When China’s President Xi Jinping named his new leadership team this month, there was one striking omission. For the first time in a quarter-century, not a single woman was on the 24-member team known as the Politburo that comprises the most senior members of the Chinese Community Party (CCP).
Just eight women have served on China’s Politburo, and several of those were the wives of top leaders. Despite Mao Zedong’s famous remark that “women hold up half the sky”, none has ever made it onto the seven-member top committee that was also announced this month.
Many China-watchers had expected the CCP to replace the sole female Politburo member, Sun Chunlan, with another woman when she retired this year. Its failure to do so is a cause for concern in a country that enshrines gender equality in its constitution, but has repeatedly cracked down on feminist movements.
We asked Dr. Leta Hong Fincher, author of Betraying Big Brother: The Feminist Awakening in China and Leftover Women: The Resurgence of Gender Inequality in China, for her views. Her comments have been edited for clarity and length.
Were you surprised there were no women named to the Politburo?
No, that doesn’t surprise me at all. To me, it’s an incredibly clear pattern. And I mean, it wasn’t that clear to me in the beginning… In the first few years [of studying this issue], I would not have said that I believe the all-male rulers of China intend to keep women down. But that is what I believe now, and I’ve been writing that for quite a few years… People who are surprised have just not been paying attention.
So how have attitudes to feminism evolved under the CCP?
In the very early years, feminism was incredibly vibrant. The early Communists, including Mao Zedong himself, basically said that feminism is a key part of the Communist revolution.
There is an incredibly rich history of feminism in communist activism in China… all the way through the end of the Mao era and after his death, and even in the early years under Deng Xiaoping.
Then after 1989, you started to see gender inequality come back again … I wrote about one very notable turning point, which was 2007, when the Chinese government unrolled a propaganda campaign with this new term “leftover women” to describe unmarried women over the age of 27… The goal of that propaganda … was to target this new trend of more educated women in China, because as women became more educated in China, they naturally began to defer marriage and child-rearing. So the Communist Party was already identifying the high educational attainment of women not as something to be really applauded and celebrated, but as a kind of threat, because those women didn’t want to get married as early and have children, which became a bigger demographic problem.

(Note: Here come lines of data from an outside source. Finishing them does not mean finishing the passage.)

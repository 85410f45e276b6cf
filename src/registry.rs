//! Immutable partition registry and sync task configuration.
//!
//! Built once at startup from [`Config`] and passed by reference into every
//! component. Nothing here is mutated after construction; concurrent reads
//! are always safe.

use chrono::Duration;
use color_eyre::{eyre::eyre, Result};
use url::Url;

use crate::config::Config;
use crate::outbox::StoreName;

/// Logical cache regions, each independently versioned and bounded.
#[derive(Debug, Clone, Copy, PartialEq, Eq, Hash)]
pub enum PartitionKind {
  /// Precached app shell (install-time)
  Shell,
  /// Style sheets, scripts, fonts
  Static,
  /// Image assets
  Images,
  /// Navigations and other pages
  Dynamic,
  /// API and analytics responses
  Api,
  /// Offline fallback page and assets (install-time)
  Offline,
}

impl PartitionKind {
  pub const ALL: [PartitionKind; 6] = [
    PartitionKind::Shell,
    PartitionKind::Static,
    PartitionKind::Images,
    PartitionKind::Dynamic,
    PartitionKind::Api,
    PartitionKind::Offline,
  ];

  fn slug(self) -> &'static str {
    match self {
      PartitionKind::Shell => "shell",
      PartitionKind::Static => "static",
      PartitionKind::Images => "images",
      PartitionKind::Dynamic => "dynamic",
      PartitionKind::Api => "api",
      PartitionKind::Offline => "offline",
    }
  }

  fn default_max_entries(self) -> usize {
    match self {
      PartitionKind::Shell => 32,
      PartitionKind::Static => 96,
      PartitionKind::Images => 64,
      PartitionKind::Dynamic => 48,
      PartitionKind::Api => 32,
      PartitionKind::Offline => 8,
    }
  }

  fn default_max_age(self) -> Option<Duration> {
    match self {
      PartitionKind::Static => Some(Duration::days(30)),
      PartitionKind::Images => Some(Duration::days(14)),
      PartitionKind::Dynamic => Some(Duration::days(3)),
      PartitionKind::Api => Some(Duration::minutes(5)),
      // Shell and offline entries live until version rollover
      PartitionKind::Shell | PartitionKind::Offline => None,
    }
  }
}

/// A named, versioned cache partition with its bounds.
#[derive(Debug, Clone)]
pub struct Partition {
  pub kind: PartitionKind,
  /// Versioned cache name, e.g. "shelf-static-v2"
  pub name: String,
  /// Entry count after eviction never exceeds this
  pub max_entries: usize,
  /// Entries older than this are evicted; None means unbounded
  pub max_age: Option<Duration>,
}

/// Static configuration for one background sync task.
///
/// Read-only at runtime; the retry bounds are enforced by the host adapter,
/// not the coordinator.
#[derive(Debug, Clone)]
pub struct SyncTask {
  pub tag: String,
  pub store: StoreName,
  /// Upstream path items are POSTed to
  pub endpoint: String,
  pub max_retries: u32,
  pub retry_delay: std::time::Duration,
}

/// Read-only worker configuration.
#[derive(Debug, Clone)]
pub struct Registry {
  pub version: String,
  /// Origin the gateway fronts; relative asset paths resolve against it
  pub origin: Url,
  partitions: Vec<Partition>,
  pub shell_assets: Vec<Url>,
  pub offline_page: Url,
  /// Offline page plus any extra fallback assets
  pub offline_assets: Vec<Url>,
  /// Cross-origin hosts whose responses may be stored
  pub allowed_origins: Vec<String>,
  pub sync_tasks: Vec<SyncTask>,
}

impl Registry {
  pub fn from_config(config: &Config) -> Result<Self> {
    let origin = Url::parse(&config.upstream)
      .map_err(|e| eyre!("Invalid upstream origin {}: {}", config.upstream, e))?;

    let partitions = PartitionKind::ALL
      .iter()
      .map(|&kind| Partition {
        kind,
        name: format!("shelf-{}-{}", kind.slug(), config.version),
        max_entries: kind.default_max_entries(),
        max_age: kind.default_max_age(),
      })
      .collect();

    let shell_assets = config
      .shell_assets
      .iter()
      .map(|p| {
        origin
          .join(p)
          .map_err(|e| eyre!("Invalid shell asset path {}: {}", p, e))
      })
      .collect::<Result<Vec<_>>>()?;

    let offline_page = origin
      .join(&config.offline_page)
      .map_err(|e| eyre!("Invalid offline page path {}: {}", config.offline_page, e))?;

    let mut offline_assets = vec![offline_page.clone()];
    for p in &config.offline_assets {
      offline_assets.push(
        origin
          .join(p)
          .map_err(|e| eyre!("Invalid offline asset path {}: {}", p, e))?,
      );
    }

    let sync_tasks = vec![
      SyncTask {
        tag: "analytics-sync".to_string(),
        store: StoreName::Analytics,
        endpoint: config.analytics_endpoint.clone(),
        max_retries: 3,
        retry_delay: std::time::Duration::from_secs(60),
      },
      SyncTask {
        tag: "contact-form-sync".to_string(),
        store: StoreName::Forms,
        endpoint: config.forms_endpoint.clone(),
        max_retries: 5,
        retry_delay: std::time::Duration::from_secs(120),
      },
    ];

    Ok(Self {
      version: config.version.clone(),
      origin,
      partitions,
      shell_assets,
      offline_page,
      offline_assets,
      allowed_origins: config.allowed_origins.clone(),
      sync_tasks,
    })
  }

  pub fn partition(&self, kind: PartitionKind) -> &Partition {
    // ALL covers every kind, so the lookup cannot miss
    self
      .partitions
      .iter()
      .find(|p| p.kind == kind)
      .unwrap_or(&self.partitions[0])
  }

  pub fn partitions(&self) -> &[Partition] {
    &self.partitions
  }

  pub fn sync_task(&self, tag: &str) -> Option<&SyncTask> {
    self.sync_tasks.iter().find(|t| t.tag == tag)
  }

  /// Whether `url` exactly matches a precached app-shell asset.
  pub fn is_shell_asset(&self, url: &Url) -> bool {
    let mut normalized = url.clone();
    normalized.set_fragment(None);
    self.shell_assets.iter().any(|a| *a == normalized)
  }

  pub fn same_origin(&self, url: &Url) -> bool {
    url.origin() == self.origin.origin()
  }

  /// Whether a cross-origin host is on the storage allow-list.
  pub fn allows_origin(&self, url: &Url) -> bool {
    url
      .host_str()
      .map(|h| self.allowed_origins.iter().any(|a| a == h))
      .unwrap_or(false)
  }
}

#[cfg(test)]
pub(crate) fn test_registry(version: &str) -> Registry {
  Registry::from_config(&Config::for_tests(version)).unwrap()
}

#[cfg(test)]
mod tests {
  use super::*;

  #[test]
  fn test_partition_names_carry_version() {
    let registry = test_registry("v3");
    assert_eq!(registry.partition(PartitionKind::Static).name, "shelf-static-v3");
    assert_eq!(registry.partition(PartitionKind::Shell).name, "shelf-shell-v3");
    assert_eq!(registry.partitions().len(), 6);
  }

  #[test]
  fn test_shell_asset_match_ignores_fragment() {
    let registry = test_registry("v1");
    let url = Url::parse("https://app.example/index.html#top").unwrap();
    assert!(registry.is_shell_asset(&url));
    let other = Url::parse("https://app.example/other.html").unwrap();
    assert!(!registry.is_shell_asset(&other));
  }

  #[test]
  fn test_sync_task_lookup() {
    let registry = test_registry("v1");
    let task = registry.sync_task("analytics-sync").unwrap();
    assert_eq!(task.store, StoreName::Analytics);
    assert_eq!(task.endpoint, "/api/analytics");
    assert!(registry.sync_task("bogus-sync").is_none());
  }

  #[test]
  fn test_origin_checks() {
    let registry = test_registry("v1");
    let same = Url::parse("https://app.example/api/data").unwrap();
    assert!(registry.same_origin(&same));
    let font = Url::parse("https://fonts.gstatic.com/s/roboto.woff2").unwrap();
    assert!(!registry.same_origin(&font));
    assert!(registry.allows_origin(&font));
    let rogue = Url::parse("https://tracker.example/pixel.gif").unwrap();
    assert!(!registry.allows_origin(&rogue));
  }

  #[test]
  fn test_offline_assets_include_page() {
    let registry = test_registry("v1");
    assert!(registry.offline_assets.contains(&registry.offline_page));
    assert_eq!(registry.offline_assets.len(), 2);
  }
}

What does this mean for women in China?
There are many more barriers for young women applying to universities today, there is a lot more gender discrimination against young women applying for jobs, a lot more discrimination against women in the Communist Party apparatus itself, which is what you see reflected in the new make-up of the 20th Party Congress.
Under this new paradigm, under Xi Jinping’s one-man rule, gender equality is a threat… Everything he’s been saying publicly has indicated that he doesn’t see women as an important part of China’s economy. On the contrary, women’s place is in the home. And we’re going to see much more of that. I mean, it’s very ominous.
Actually, I believe that trend was already kind of in place even before Xi Jinping came to power. Because China’s not a democracy, their legitimacy fundamentally is about political stability. And if you see women rejecting marriage and child rearing, rejecting the traditional roles, that can undermine social and political stability itself. Because that just leads to chaos in the eyes of Xi Jinping and in the eyes of previous Communist leaders as well.
I wrote about the jailing of five feminist activists in 2015. And that was because they were perceived to be a dire threat to social and political stability in China. And in the last few years, there’s been more and more extreme rhetoric, depicting feminist activists in China as being hostile, anti-China… and therefore subversive.
You see it on social media, where feminist content is widely censored. Feminist activists themselves are very closely surveilled and harassed, sometimes jailed. Feminist terms are routinely just banned on social media. You can’t have a thriving social movement in this incredibly authoritarian atmosphere.
What is possible is for individuals, and women in particular, to reject marriage or to reject having children. Those choices, added up, become a powerful force that very broadly is seen as a threat to Communist Party survival. There are also young men who are saying that they don’t want to marry or have children. But it is more of a kind of awakening on the part of women, because women are second-class citizens in China.
So it sounds like these efforts to influence behavior aren’t really working?
I mean there is no way that Xi Jinping himself and the Communist Party is going to be able to force women into marriage, and to force them to have children. Which is why another thing that we unfortunately have to pay attention to is the possibility of more restrictions on abortion in China… There’s a little bit more rhetoric about how the government needs to, quote unquote, reduce unnecessary abortions. Well, what are unnecessary abortions? There hasn’t been a nationwide announcement restricting abortion yet. But I have to say, I’m not optimistic at all. It’s really quite frightening.